Collected data entries
Content starts
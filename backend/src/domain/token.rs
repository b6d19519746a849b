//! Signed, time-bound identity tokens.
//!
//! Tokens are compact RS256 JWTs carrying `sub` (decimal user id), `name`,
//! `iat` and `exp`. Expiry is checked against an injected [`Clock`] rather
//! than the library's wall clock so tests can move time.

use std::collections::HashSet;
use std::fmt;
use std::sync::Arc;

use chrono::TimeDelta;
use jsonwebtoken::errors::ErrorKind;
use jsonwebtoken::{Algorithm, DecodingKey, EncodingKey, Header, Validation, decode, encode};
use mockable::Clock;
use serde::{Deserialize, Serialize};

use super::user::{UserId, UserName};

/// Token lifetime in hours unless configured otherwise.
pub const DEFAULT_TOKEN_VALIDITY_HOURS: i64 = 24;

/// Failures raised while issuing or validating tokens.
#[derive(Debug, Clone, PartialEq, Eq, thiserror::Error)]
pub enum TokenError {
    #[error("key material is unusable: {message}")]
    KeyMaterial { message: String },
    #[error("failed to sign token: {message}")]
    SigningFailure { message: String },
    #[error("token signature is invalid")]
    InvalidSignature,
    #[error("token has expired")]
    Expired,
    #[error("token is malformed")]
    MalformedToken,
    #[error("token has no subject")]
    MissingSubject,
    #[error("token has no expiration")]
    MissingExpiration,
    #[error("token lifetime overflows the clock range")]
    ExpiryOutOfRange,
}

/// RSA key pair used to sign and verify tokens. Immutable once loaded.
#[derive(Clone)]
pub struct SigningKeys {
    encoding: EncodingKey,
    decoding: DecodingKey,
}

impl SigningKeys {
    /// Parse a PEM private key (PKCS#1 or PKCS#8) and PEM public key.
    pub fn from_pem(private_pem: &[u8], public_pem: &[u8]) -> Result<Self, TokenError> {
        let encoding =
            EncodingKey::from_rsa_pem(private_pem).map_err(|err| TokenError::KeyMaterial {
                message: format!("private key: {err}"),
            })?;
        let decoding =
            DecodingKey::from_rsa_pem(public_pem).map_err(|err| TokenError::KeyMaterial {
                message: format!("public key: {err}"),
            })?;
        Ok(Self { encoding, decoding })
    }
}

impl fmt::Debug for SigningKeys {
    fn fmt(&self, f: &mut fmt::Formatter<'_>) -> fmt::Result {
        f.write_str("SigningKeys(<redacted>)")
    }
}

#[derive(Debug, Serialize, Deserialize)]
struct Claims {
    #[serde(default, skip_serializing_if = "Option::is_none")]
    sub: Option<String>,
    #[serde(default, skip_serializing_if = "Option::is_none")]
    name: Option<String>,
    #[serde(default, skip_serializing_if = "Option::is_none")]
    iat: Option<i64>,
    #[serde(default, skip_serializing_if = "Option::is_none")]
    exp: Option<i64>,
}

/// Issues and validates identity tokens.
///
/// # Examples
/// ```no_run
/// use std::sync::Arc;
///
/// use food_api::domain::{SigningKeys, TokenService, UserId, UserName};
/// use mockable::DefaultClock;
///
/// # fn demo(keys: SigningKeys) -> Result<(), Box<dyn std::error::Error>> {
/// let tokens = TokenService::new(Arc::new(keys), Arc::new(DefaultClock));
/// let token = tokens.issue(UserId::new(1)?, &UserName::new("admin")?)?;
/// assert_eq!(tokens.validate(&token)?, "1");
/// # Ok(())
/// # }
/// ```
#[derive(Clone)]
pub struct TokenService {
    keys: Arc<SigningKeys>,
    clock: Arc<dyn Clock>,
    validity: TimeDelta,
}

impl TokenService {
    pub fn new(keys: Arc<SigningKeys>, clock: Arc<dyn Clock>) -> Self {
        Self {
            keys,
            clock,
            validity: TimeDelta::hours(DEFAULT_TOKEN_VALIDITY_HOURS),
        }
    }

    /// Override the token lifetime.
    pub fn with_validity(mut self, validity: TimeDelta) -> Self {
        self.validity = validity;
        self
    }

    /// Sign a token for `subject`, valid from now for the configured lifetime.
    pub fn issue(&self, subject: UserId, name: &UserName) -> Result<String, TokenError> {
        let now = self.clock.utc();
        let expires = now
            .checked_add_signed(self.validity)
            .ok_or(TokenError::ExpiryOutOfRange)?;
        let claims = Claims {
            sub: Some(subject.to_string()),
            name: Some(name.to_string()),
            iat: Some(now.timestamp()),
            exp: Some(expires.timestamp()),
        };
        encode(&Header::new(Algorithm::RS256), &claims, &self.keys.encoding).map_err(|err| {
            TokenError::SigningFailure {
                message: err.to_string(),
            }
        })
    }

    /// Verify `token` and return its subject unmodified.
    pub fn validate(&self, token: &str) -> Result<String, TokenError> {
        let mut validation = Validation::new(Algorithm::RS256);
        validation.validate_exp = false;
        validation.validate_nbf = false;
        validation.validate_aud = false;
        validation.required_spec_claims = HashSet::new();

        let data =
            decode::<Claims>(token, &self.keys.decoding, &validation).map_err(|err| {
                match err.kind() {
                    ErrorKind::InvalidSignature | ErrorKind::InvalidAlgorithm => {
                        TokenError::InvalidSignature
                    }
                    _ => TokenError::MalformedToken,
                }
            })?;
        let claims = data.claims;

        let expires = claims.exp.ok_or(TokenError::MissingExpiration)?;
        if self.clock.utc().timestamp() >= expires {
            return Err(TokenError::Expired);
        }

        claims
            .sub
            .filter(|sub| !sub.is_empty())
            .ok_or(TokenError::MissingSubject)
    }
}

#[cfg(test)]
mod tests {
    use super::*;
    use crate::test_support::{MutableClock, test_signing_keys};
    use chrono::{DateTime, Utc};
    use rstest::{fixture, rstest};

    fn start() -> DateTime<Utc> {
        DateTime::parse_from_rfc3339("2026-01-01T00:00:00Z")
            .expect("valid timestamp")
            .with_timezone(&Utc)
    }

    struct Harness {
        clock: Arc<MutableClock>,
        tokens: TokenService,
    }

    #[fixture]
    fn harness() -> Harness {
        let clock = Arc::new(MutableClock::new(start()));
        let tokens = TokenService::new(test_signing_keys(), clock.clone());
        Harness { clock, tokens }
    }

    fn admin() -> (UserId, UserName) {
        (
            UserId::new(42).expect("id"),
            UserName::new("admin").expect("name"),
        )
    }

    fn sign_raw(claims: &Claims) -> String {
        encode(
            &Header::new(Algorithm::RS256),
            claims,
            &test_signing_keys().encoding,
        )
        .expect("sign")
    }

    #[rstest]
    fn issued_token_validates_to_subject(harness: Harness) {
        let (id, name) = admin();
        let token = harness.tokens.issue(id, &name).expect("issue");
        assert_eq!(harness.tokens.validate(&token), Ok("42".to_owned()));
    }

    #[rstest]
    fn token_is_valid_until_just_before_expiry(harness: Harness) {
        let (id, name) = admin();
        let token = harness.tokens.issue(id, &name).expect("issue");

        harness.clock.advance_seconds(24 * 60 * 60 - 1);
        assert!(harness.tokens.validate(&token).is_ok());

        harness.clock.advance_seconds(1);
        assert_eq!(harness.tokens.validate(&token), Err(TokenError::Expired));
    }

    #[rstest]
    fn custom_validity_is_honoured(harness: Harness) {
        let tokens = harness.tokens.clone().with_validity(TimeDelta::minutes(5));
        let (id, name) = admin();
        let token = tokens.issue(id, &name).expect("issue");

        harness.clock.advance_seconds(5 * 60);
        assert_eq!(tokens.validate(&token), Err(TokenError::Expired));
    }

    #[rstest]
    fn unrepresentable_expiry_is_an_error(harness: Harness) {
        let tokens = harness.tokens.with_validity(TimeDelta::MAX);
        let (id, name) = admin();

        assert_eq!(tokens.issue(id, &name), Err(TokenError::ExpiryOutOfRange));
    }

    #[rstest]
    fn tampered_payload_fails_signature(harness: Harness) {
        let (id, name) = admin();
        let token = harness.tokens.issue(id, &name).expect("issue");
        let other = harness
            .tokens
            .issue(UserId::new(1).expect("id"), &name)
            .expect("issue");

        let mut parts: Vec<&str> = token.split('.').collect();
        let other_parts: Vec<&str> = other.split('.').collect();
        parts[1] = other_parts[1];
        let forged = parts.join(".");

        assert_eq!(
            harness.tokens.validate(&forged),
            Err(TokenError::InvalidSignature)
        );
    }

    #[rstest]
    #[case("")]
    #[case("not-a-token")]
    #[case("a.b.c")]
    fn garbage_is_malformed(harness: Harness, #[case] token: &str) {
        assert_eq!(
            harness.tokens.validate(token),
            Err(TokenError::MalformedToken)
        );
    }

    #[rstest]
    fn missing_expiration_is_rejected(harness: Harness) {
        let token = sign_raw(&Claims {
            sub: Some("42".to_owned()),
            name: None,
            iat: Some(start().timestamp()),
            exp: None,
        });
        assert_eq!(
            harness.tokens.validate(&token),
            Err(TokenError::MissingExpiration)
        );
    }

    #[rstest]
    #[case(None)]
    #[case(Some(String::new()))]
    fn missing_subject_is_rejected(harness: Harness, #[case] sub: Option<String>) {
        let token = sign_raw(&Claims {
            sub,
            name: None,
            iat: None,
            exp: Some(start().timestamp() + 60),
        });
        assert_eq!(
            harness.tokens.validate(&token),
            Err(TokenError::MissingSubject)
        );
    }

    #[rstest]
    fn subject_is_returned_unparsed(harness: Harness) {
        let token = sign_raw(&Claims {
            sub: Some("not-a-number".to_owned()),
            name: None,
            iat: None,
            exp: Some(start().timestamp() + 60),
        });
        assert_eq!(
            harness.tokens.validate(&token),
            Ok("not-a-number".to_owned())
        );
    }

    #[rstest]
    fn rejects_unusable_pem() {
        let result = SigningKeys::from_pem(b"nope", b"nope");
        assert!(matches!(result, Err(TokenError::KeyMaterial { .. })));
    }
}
Content ends
§ **WHAT THE EXERCISE ASKS**: Within the data above, the span starting at the line containing "self.validity = validity;" and ending at the line containing "its subject unmodified." is to be retyped exactly, with no other lines.

§ **ANSWER TO THIS TASK**:
        self.validity = validity;
        self
    }

    /// Sign a token for `subject`, valid from now for the configured lifetime.
    pub fn issue(&self, subject: UserId, name: &UserName) -> Result<String, TokenError> {
        let now = self.clock.utc();
        let expires = now
            .checked_add_signed(self.validity)
            .ok_or(TokenError::ExpiryOutOfRange)?;
        let claims = Claims {
            sub: Some(subject.to_string()),
            name: Some(name.to_string()),
            iat: Some(now.timestamp()),
            exp: Some(expires.timestamp()),
        };
        encode(&Header::new(Algorithm::RS256), &claims, &self.keys.encoding).map_err(|err| {
            TokenError::SigningFailure {
                message: err.to_string(),
            }
        })
    }

    /// Verify `token` and return its subject unmodified.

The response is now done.